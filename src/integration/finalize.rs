//! Finalization helpers: metadata propagation and origin stamping

use chrono::Utc;
use tracing::warn;

use crate::task::{Origin, OriginKind, Task, TaskMetadata, TaskSource, TaskType};

/// Rebuild incoming metadata, keeping only the vetted allowlist.
///
/// Everything outside the allowlist is dropped, including extensions; an
/// empty-string goal key is dropped rather than propagated.
pub fn propagate_metadata(input: &TaskMetadata) -> TaskMetadata {
    TaskMetadata {
        origin: input.origin.clone(),
        goal_key: input
            .goal_key
            .clone()
            .filter(|key| !key.trim().is_empty()),
        subtask_key: input.subtask_key.clone(),
        goal_binding: input.goal_binding.clone(),
        solver: input.solver.clone(),
        sterling: input.sterling.clone(),
        task_provenance: input.task_provenance.clone(),
        reflex_instance_id: input.reflex_instance_id.clone(),
        blocked_reason: input.blocked_reason.clone(),
        blocked_at: input.blocked_at,
        no_steps_reason: None,
        parent_task_id: input.parent_task_id.clone(),
        tags: input.tags.clone(),
        category: input.category.clone(),
        requirement: input.requirement.clone(),
        next_eligible_at: input.next_eligible_at,
        retry_count: 0,
        updated_at: input.updated_at,
        extensions: Default::default(),
    }
}

/// Tags that mark a task as born from the cognitive stream
fn has_cognitive_tags(metadata: &TaskMetadata) -> bool {
    metadata.reflex_instance_id.is_some()
        || metadata
            .tags
            .iter()
            .any(|tag| tag == "cognition" || tag == "thought" || tag == "reflection")
}

/// Infer the origin kind for a task being finalized
pub fn infer_origin_kind(task: &Task) -> OriginKind {
    if task.metadata.goal_binding.is_some() {
        OriginKind::GoalResolver
    } else if task.source == TaskSource::Goal {
        OriginKind::GoalSource
    } else if task.source == TaskSource::Autonomous && has_cognitive_tags(&task.metadata) {
        OriginKind::Cognition
    } else if task.metadata.parent_task_id.is_some() {
        OriginKind::Executor
    } else {
        OriginKind::Api
    }
}

/// Stamp the origin exactly once; a pre-existing origin is never replaced
pub fn stamp_origin(task: &mut Task) {
    if task.metadata.origin.is_some() {
        return;
    }
    let kind = infer_origin_kind(task);
    task.metadata.origin = Some(Origin {
        kind,
        name: None,
        created_at: Utc::now(),
        parent_task_id: task.metadata.parent_task_id.clone(),
        parent_goal_key: task.metadata.goal_key.clone(),
    });
}

/// Task types the goal resolver gates; goal-sourced tasks of other types
/// drift without a binding by construction
const GOAL_GATED_TYPES: &[TaskType] = &[
    TaskType::Crafting,
    TaskType::Mining,
    TaskType::Gathering,
    TaskType::Building,
];

/// Classify why a goal-sourced task arrived without a goal binding
pub fn drift_reason(task: &Task) -> Option<String> {
    if task.source != TaskSource::Goal || task.metadata.goal_binding.is_some() {
        return None;
    }
    if GOAL_GATED_TYPES.contains(&task.task_type) {
        Some("goal_resolver_disabled".to_string())
    } else {
        Some(format!("type_not_gated:{}", task.task_type))
    }
}

/// Warn-and-drop handling for origin keys arriving in a metadata patch
pub fn reject_origin_patch(task_id: &str) {
    warn!(
        task_id,
        "metadata patch attempted to overwrite origin; key ignored"
    );
}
-=-=-=-=-
Set down the material above again, word for word.

filename src/integration/finalize.rs
//! Finalization helpers: metadata propagation and origin stamping

use chrono::Utc;
use tracing::warn;

use crate::task::{Origin, OriginKind, Task, TaskMetadata, TaskSource, TaskType};

/// Rebuild incoming metadata, keeping only the vetted allowlist.
///
/// Everything outside the allowlist is dropped, including extensions; an
/// empty-string goal key is dropped rather than propagated.
pub fn propagate_metadata(input: &TaskMetadata) -> TaskMetadata {
    TaskMetadata {
        origin: input.origin.clone(),
        goal_key: input
            .goal_key
            .clone()
            .filter(|key| !key.trim().is_empty()),
        subtask_key: input.subtask_key.clone(),
        goal_binding: input.goal_binding.clone(),
        solver: input.solver.clone(),
        sterling: input.sterling.clone(),
        task_provenance: input.task_provenance.clone(),
        reflex_instance_id: input.reflex_instance_id.clone(),
        blocked_reason: input.blocked_reason.clone(),
        blocked_at: input.blocked_at,
        no_steps_reason: None,
        parent_task_id: input.parent_task_id.clone(),
        tags: input.tags.clone(),
        category: input.category.clone(),
        requirement: input.requirement.clone(),
        next_eligible_at: input.next_eligible_at,
        retry_count: 0,
        updated_at: input.updated_at,
        extensions: Default::default(),
    }
}

/// Tags that mark a task as born from the cognitive stream
fn has_cognitive_tags(metadata: &TaskMetadata) -> bool {
    metadata.reflex_instance_id.is_some()
        || metadata
            .tags
            .iter()
            .any(|tag| tag == "cognition" || tag == "thought" || tag == "reflection")
}

/// Infer the origin kind for a task being finalized
pub fn infer_origin_kind(task: &Task) -> OriginKind {
    if task.metadata.goal_binding.is_some() {
        OriginKind::GoalResolver
    } else if task.source == TaskSource::Goal {
        OriginKind::GoalSource
    } else if task.source == TaskSource::Autonomous && has_cognitive_tags(&task.metadata) {
        OriginKind::Cognition
    } else if task.metadata.parent_task_id.is_some() {
        OriginKind::Executor
    } else {
        OriginKind::Api
    }
}

/// Stamp the origin exactly once; a pre-existing origin is never replaced
pub fn stamp_origin(task: &mut Task) {
    if task.metadata.origin.is_some() {
        return;
    }
    let kind = infer_origin_kind(task);
    task.metadata.origin = Some(Origin {
        kind,
        name: None,
        created_at: Utc::now(),
        parent_task_id: task.metadata.parent_task_id.clone(),
        parent_goal_key: task.metadata.goal_key.clone(),
    });
}

/// Task types the goal resolver gates; goal-sourced tasks of other types
/// drift without a binding by construction
const GOAL_GATED_TYPES: &[TaskType] = &[
    TaskType::Crafting,
    TaskType::Mining,
    TaskType::Gathering,
    TaskType::Building,
];

/// Classify why a goal-sourced task arrived without a goal binding
pub fn drift_reason(task: &Task) -> Option<String> {
    if task.source != TaskSource::Goal || task.metadata.goal_binding.is_some() {
        return None;
    }
    if GOAL_GATED_TYPES.contains(&task.task_type) {
        Some("goal_resolver_disabled".to_string())
    } else {
        Some(format!("type_not_gated:{}", task.task_type))
    }
}

/// Warn-and-drop handling for origin keys arriving in a metadata patch
pub fn reject_origin_patch(task_id: &str) {
    warn!(
        task_id,
        "metadata patch attempted to overwrite origin; key ignored"
    );
}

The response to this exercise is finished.